Longer term, Macaw will need a more principled approach to identify function pointers. This will likely be a combination of type inference and pointer analysis.
Symbolic Execution
Besides binary code discovery, the other major service provided by the Macaw library (and specifically macaw-symbolic
) is lifting machine code programs into Crucible IR to support symbolic execution. After translation, callers can use the Crucible library to symbolically execute machine code.
Translation
The Macaw IR is very close to the Crucible IR, so the translation step is fairly straightforward at the level of individual operations. Authors of architecture-specific backends must provide embeddings of Macaw architecture-specific expressions and statements into Crucible IR, as well as symbolic execution-time interpretations of those operations.

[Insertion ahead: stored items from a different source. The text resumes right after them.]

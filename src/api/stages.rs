//! Stage pages, nested below their model
//!
//! - GET /models/{model_id}/stages/{id} - Stage with its timings and videos
//! - /models/{model_id}/stages/new, /{id}/edit, /{id}/delete, /{id}/publish
//! - Timings and video links are managed below the stage

use axum::{response::Html, routing::get, Router};

use super::middleware::{AdminError, AppState, RequestScope};
use super::resource::{self, find_row, rows, Location, RouteParams};
use super::video_series::link_rows;
use crate::models::{CarStage, ContentType, StageTiming, VideoLink};
use crate::services::StagingError;
use crate::store::ContentStoreExt;
use crate::views::Section;

/// GET /models/{model_id}/stages/{stage_id}
pub async fn show(scope: RequestScope, RouteParams(params): RouteParams) -> Result<Html<String>, AdminError> {
    let location = Location::parse(ContentType::Stage, &params)?;
    let id = location.item_id(ContentType::Stage)?;
    let Some((_, model_id)) = location.parent else {
        return Err(AdminError::not_found("/models"));
    };
    let back = format!("/models/{}", model_id);

    let aggregator = scope.aggregator();
    let (model, stages, timings, links, videos) = tokio::try_join!(
        async { scope.content.find(ContentType::Model, model_id).await.map_err(StagingError::from) },
        aggregator.fetch_all(ContentType::Stage),
        aggregator.fetch_all(ContentType::Timing),
        aggregator.fetch_all(ContentType::VideoSeriesVideoLink),
        aggregator.fetch_all(ContentType::Video),
    )?;
    let model = model.ok_or_else(|| AdminError::not_found("/models"))?;
    let stage = find_row(&stages, id)
        .filter(|stage| stage.item.belongs_to(ContentType::Stage, ContentType::Model, model_id))
        .ok_or_else(|| AdminError::not_found(&back))?;

    let mut context = scope.page(Section::Models);
    context.insert("model", &model);
    context.insert("stage", &stage);
    context.insert("base", &format!("{}/stages/{}", back, id));
    context.insert("timings", &rows(&timings.children_of(ContentType::Stage, id)));
    context.insert("videos", &link_rows(&links.children_of(ContentType::Stage, id), &videos));
    scope.render("stages/show.html", &context)
}

pub fn router() -> Router<AppState> {
    Router::new()
        .route("/{stage_id}", get(show))
        .merge(resource::routes::<CarStage>())
        .nest("/{stage_id}/timings", resource::routes::<StageTiming>())
        .nest("/{stage_id}/videos", resource::routes::<VideoLink>())
}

Recall that the Macaw IR does not directly represent control flow, instead representing each function as a collection of basic blocks. The translation into Crucible IR constructs an explicit CFG. In this translation, every function takes a single argument and returns a single value: a structure containing all of the machine registers. That structure is re-constituted between (most) basic blocks so that the arguments to each Crucible basic block are a full set of registers. However, within basic blocks, there is no easy way to access a specific machine register value post-translation; during translation, the mapping from abstract locals to machine registers is maintained. The major consequence of this is that overrides and syntax extension interpretations only have access to the machine register values that they are passed syntactically: they cannot access arbitrary machine state.
Testing
The test suites for Macaw's symbolic backends is based on symbolic execution where each test function returns a value that the test harness attempts to prove is not zero. That is: each test case is essentially an assertion. Test cases in the architecture-specific test suites are crafted to encode verifiable (or falsifiable) assertions.
These test suites include harness code that can persist both the recovered Macaw CFGs and the Crucible CFGs for each function.